## TASK REQUIREMENTS
Please give the listing again, word for word, with nothing left out.

*-*-*

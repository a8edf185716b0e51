//! Multipart bodies as submission payloads

use agora_forms::Payload;
use axum::extract::{FromRequest, Multipart, Request};

use crate::error::ApiError;

/// Text parts of a `multipart/form-data` body
///
/// File parts are skipped; upload storage is handled elsewhere.
#[derive(Debug)]
pub struct MultipartPayload(pub Payload);

#[axum::async_trait]
impl<S: Send + Sync> FromRequest<S> for MultipartPayload {
    type Rejection = ApiError;

    async fn from_request(req: Request, state: &S) -> Result<Self, Self::Rejection> {
        let mut multipart = Multipart::from_request(req, state)
            .await
            .map_err(|e| ApiError::BadRequest(e.body_text()))?;

        let mut payload = Payload::new();
        while let Some(field) = multipart
            .next_field()
            .await
            .map_err(|e| ApiError::BadRequest(e.body_text()))?
        {
            let Some(name) = field.name().map(str::to_owned) else {
                continue;
            };
            if field.file_name().is_some() {
                tracing::debug!(part = %name, "skipping file part");
                continue;
            }
            let value = field.text().await.map_err(|e| ApiError::BadRequest(e.body_text()))?;
            payload.insert(name, value);
        }
        Ok(Self(payload))
    }
}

*-*-*

## TASK OUTPUT
repository a8edf185716b0e51
//! Multipart bodies as submission payloads

use agora_forms::Payload;
use axum::extract::{FromRequest, Multipart, Request};

use crate::error::ApiError;

/// Text parts of a `multipart/form-data` body
///
/// File parts are skipped; upload storage is handled elsewhere.
#[derive(Debug)]
pub struct MultipartPayload(pub Payload);

#[axum::async_trait]
impl<S: Send + Sync> FromRequest<S> for MultipartPayload {
    type Rejection = ApiError;

    async fn from_request(req: Request, state: &S) -> Result<Self, Self::Rejection> {
        let mut multipart = Multipart::from_request(req, state)
            .await
            .map_err(|e| ApiError::BadRequest(e.body_text()))?;

        let mut payload = Payload::new();
        while let Some(field) = multipart
            .next_field()
            .await
            .map_err(|e| ApiError::BadRequest(e.body_text()))?
        {
            let Some(name) = field.name().map(str::to_owned) else {
                continue;
            };
            if field.file_name().is_some() {
                tracing::debug!(part = %name, "skipping file part");
                continue;
            }
            let value = field.text().await.map_err(|e| ApiError::BadRequest(e.body_text()))?;
            payload.insert(name, value);
        }
        Ok(Self(payload))
    }
}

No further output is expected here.